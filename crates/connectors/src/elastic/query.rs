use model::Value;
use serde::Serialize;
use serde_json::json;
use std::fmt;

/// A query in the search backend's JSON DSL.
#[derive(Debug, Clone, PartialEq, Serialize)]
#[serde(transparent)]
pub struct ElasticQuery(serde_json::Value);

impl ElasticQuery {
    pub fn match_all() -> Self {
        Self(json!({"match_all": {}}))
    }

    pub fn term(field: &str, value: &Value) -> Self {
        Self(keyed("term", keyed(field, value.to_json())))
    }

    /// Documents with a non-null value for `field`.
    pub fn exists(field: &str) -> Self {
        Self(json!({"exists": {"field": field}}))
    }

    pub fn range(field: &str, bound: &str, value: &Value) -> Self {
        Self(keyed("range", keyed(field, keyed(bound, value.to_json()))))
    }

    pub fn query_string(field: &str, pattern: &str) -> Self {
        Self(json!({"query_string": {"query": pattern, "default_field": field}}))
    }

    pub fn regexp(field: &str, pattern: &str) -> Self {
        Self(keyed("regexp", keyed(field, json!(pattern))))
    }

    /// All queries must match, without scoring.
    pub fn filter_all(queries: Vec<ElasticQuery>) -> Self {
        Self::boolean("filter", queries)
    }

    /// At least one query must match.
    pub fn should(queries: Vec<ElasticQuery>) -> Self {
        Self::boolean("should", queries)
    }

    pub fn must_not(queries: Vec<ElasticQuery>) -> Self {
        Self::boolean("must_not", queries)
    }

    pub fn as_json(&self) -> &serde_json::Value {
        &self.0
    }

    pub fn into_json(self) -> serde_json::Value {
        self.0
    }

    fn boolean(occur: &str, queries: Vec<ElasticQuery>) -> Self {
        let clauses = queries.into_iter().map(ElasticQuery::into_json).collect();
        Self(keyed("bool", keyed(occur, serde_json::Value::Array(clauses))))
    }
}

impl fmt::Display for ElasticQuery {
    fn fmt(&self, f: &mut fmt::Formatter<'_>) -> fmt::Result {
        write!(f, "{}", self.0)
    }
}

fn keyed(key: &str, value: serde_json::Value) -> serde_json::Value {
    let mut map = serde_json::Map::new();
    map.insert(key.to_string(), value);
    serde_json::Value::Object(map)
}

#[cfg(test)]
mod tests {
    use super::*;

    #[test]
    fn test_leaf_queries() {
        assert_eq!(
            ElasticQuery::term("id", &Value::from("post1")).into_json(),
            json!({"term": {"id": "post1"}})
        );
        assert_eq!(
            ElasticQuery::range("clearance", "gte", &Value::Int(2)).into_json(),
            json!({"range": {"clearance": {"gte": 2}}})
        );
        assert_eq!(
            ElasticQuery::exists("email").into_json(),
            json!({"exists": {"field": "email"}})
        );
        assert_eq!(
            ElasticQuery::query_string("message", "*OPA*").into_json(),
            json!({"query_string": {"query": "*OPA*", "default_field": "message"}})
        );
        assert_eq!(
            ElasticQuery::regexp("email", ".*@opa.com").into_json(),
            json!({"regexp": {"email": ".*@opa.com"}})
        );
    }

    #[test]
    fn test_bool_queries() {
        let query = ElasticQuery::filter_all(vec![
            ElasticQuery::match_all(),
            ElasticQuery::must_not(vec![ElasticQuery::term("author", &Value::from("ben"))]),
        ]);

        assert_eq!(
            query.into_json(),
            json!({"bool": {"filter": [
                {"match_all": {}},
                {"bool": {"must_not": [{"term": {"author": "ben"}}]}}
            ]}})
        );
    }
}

• • •

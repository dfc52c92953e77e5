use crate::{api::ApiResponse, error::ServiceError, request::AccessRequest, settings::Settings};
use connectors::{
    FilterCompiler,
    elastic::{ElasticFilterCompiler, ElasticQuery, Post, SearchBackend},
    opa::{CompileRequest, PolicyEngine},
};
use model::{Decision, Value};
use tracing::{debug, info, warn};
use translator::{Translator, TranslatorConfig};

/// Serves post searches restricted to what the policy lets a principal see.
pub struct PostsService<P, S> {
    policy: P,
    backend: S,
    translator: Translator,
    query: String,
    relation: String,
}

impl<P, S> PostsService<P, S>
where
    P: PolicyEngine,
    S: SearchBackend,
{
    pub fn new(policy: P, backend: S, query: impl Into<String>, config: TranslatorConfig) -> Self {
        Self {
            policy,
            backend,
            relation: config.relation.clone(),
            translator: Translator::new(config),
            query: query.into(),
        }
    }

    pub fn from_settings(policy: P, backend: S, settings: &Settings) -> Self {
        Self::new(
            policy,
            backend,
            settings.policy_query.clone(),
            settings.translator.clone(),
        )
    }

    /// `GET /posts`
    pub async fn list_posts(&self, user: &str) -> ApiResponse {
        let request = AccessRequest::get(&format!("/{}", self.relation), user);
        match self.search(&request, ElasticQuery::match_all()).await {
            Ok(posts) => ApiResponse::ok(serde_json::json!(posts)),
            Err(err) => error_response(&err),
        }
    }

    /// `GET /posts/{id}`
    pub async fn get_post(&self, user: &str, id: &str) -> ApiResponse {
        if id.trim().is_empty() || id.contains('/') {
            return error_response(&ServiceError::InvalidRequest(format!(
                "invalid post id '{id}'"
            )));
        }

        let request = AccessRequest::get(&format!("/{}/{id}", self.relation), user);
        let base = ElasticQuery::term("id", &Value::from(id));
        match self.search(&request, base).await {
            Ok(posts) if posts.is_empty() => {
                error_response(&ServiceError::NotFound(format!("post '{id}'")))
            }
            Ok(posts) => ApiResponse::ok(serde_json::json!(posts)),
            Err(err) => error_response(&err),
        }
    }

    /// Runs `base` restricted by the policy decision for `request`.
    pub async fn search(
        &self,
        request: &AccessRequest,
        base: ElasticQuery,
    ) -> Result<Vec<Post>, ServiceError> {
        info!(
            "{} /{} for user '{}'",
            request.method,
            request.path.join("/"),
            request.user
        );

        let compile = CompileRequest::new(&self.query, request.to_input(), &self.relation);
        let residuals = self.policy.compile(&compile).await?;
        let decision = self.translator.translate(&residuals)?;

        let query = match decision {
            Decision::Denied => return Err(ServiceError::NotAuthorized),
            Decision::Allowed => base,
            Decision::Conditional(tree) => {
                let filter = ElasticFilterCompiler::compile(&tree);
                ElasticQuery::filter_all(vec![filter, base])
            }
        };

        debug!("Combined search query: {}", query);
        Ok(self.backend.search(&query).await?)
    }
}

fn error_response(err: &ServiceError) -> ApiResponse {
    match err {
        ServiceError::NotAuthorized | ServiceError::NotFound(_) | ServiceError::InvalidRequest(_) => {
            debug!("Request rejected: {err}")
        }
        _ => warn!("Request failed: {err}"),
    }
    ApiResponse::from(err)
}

• • •

Your instructions: The number of lines in the records that include "message" is what is needed, with no other words.

Response to this task: 2